## Task prompt
Below are the records. Gather each line that holds "with".

## Stored data
........
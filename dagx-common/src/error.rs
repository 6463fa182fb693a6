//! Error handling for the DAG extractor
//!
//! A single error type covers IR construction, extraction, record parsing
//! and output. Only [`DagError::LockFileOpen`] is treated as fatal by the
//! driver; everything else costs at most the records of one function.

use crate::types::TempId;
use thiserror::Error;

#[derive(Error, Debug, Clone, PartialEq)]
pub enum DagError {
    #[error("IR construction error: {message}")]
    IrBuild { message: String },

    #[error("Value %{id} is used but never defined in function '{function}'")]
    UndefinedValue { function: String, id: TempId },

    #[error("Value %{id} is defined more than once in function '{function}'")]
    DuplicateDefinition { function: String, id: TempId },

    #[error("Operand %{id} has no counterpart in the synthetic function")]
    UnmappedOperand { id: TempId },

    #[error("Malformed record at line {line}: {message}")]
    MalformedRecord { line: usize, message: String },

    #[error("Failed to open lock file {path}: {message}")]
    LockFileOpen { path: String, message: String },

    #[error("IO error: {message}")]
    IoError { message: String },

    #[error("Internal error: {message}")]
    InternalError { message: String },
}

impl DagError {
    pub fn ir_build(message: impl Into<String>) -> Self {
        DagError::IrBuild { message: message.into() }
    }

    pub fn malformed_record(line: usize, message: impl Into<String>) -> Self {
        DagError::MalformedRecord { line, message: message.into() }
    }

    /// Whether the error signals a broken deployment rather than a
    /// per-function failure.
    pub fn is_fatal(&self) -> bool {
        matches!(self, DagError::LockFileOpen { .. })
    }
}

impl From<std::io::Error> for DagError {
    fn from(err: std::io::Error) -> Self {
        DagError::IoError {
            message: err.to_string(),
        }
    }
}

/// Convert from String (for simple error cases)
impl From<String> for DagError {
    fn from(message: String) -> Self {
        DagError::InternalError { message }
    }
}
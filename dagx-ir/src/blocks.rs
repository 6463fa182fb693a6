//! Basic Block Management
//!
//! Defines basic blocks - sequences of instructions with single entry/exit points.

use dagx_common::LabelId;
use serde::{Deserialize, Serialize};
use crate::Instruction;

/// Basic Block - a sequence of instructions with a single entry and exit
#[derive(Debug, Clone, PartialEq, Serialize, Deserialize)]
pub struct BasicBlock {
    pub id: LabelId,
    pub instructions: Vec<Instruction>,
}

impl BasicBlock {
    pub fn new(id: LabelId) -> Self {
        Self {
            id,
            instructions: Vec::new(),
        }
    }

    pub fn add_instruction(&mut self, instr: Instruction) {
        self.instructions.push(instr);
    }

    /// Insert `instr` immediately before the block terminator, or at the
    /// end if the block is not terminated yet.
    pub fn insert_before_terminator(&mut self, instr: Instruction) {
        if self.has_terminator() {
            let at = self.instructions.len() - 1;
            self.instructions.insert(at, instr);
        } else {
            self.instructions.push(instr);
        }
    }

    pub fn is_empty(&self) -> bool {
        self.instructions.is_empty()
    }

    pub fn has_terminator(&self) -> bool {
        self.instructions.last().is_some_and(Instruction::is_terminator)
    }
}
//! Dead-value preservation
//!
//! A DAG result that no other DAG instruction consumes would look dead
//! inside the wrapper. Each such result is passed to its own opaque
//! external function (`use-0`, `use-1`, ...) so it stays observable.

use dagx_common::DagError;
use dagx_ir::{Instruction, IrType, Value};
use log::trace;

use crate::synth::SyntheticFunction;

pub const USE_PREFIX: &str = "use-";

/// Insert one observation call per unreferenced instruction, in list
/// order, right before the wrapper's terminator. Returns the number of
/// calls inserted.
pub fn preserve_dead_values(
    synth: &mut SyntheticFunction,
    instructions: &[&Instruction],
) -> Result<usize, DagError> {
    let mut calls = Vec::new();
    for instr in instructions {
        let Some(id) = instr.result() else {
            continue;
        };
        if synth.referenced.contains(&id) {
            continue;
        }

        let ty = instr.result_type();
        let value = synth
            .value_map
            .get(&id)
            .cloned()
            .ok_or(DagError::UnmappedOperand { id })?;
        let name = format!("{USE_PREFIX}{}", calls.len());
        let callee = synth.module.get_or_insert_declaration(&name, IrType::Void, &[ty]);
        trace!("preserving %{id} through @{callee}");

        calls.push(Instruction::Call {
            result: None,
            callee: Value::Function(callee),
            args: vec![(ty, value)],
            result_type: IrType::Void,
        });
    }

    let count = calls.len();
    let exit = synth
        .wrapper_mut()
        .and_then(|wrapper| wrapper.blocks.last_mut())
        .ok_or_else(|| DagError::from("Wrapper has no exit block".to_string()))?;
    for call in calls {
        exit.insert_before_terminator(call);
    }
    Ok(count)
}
........
## Exercise response
//! Defines basic blocks - sequences of instructions with single entry/exit points.
/// Basic Block - a sequence of instructions with a single entry and exit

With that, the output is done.